Impegno Italia da Letta a Renzi



di Eugenio Orso

Impegno Italia e Matteo Renzi <<Ci siamo posti sempre e solo al “servizio dell’Italia e dell’Europa”>>, ma ora che la ripresa è arrivata, perché così segnalano gli indicatori economici anche se i cittadini non la percepiscono, si rende necessaria <<una accelerazione radicale del cambiamento in corso, che renda stabile la ripresa>> e che la faccia percepire (ma solo vagamente “percepire”?) ai cittadini stessi – leggasi ai moltissimi che sono nella merda.
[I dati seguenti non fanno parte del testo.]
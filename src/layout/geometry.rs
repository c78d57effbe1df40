//! Geometry helpers shared by the force model, the annealer and the
//! connector builder. Math runs on `glam::DVec2`; the typed pixel
//! primitives only appear at the edges.

use std::f64::consts::TAU;

use glam::{DVec2, dvec2};

use crate::types::{Point, Px, PtPx};

#[inline]
pub fn to_vec(p: PtPx) -> DVec2 {
    dvec2(p.x.raw(), p.y.raw())
}

#[inline]
pub fn to_point(v: DVec2) -> PtPx {
    Point::new(Px(v.x), Px(v.y))
}

/// Unit vector in the direction of `v`, or zero when `v` has no length.
#[inline]
pub fn normalize(v: DVec2) -> DVec2 {
    v.normalize_or_zero()
}

/// Component-wise product (each axis scaled independently).
#[inline]
pub fn scale_to(a: DVec2, b: DVec2) -> DVec2 {
    a * b
}

/// Attractive force magnitude at `distance` for spacing `k`.
#[inline]
pub fn attraction(distance: f64, k: f64) -> f64 {
    distance * distance / k
}

/// Repulsive force magnitude at `distance` for spacing `k`.
/// Callers must skip `distance == 0`.
#[inline]
pub fn repulsion(distance: f64, k: f64) -> f64 {
    k * k / distance
}

/// Ideal label spacing `sqrt(area / count)`; None for an empty set or a
/// degenerate area.
pub fn ideal_spacing(area: f64, count: usize) -> Option<f64> {
    if count == 0 || !(area > 0.0) || !area.is_finite() {
        return None;
    }
    Some((area / count as f64).sqrt())
}

/// Cap a displacement per axis: the direction of `disp` scaled on each axis by
/// `min(|disp.axis|, temperature)`.
pub fn cap_per_axis(disp: DVec2, temperature: f64) -> DVec2 {
    let limit = dvec2(disp.x.abs().min(temperature), disp.y.abs().min(temperature));
    scale_to(normalize(disp), limit)
}

/// Starting position for label `index` around `anchor`, snapped up to whole
/// pixels. Labels walk `sectors` evenly spaced angles; each completed circle
/// adds another `radius`, so no two indices share a starting point.
pub fn spread_position(anchor: PtPx, index: usize, radius: Px, sectors: usize) -> PtPx {
    let sectors = sectors.max(1);
    let ring = (index / sectors) as f64 + 1.0;
    let angle = TAU / sectors as f64 * (index % sectors) as f64;
    let offset = dvec2(angle.sin(), angle.cos()) * radius.raw() * ring;
    to_point((to_vec(anchor) + offset).ceil())
}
Così si scrive nella premessa del cosiddetto Impegno Italia, documento governativo di pochi giorni addietro, datato 12 febbraio e disponibile nel sito www.governo.it. Evidente che Letta sperava di vivacchiare – nonostante Renzi e il Pd – ancora per un po’, almeno fino al 2015 o alla fine dell’anno in corso, esaurito il semestre italiano di “presidenza europea”. Illuso. Il ciclone Renzi ha spazzato via in men che non si dica l’esecutivo Letta-Napolitano. A questo punto l’enfant terrible di Firenze, camminando sulle spoglie di Enrico Letta, nipote di Gianni ed ex protetto di Napolitano, dovrebbe ereditarne oltre che la carica anche la maggioranza. Intanto fa suo, o almeno così ha affermato l’”atro nascente” del Pd, il documento del governo uscente (anzi, già uscito). Documento guida, parrebbe, assieme ai due delle “riforme” renziane Dop, cioè l’Italicum per il sistema elettorale di camera e senato, in combutta con Berlusconi, e l’americaneggiante JobsAct, che riguarda il mercato del lavoro. Iperattivismo renziano e tanta carne al fuoco per il nuovo esecutivo: quella di milioni di italiani.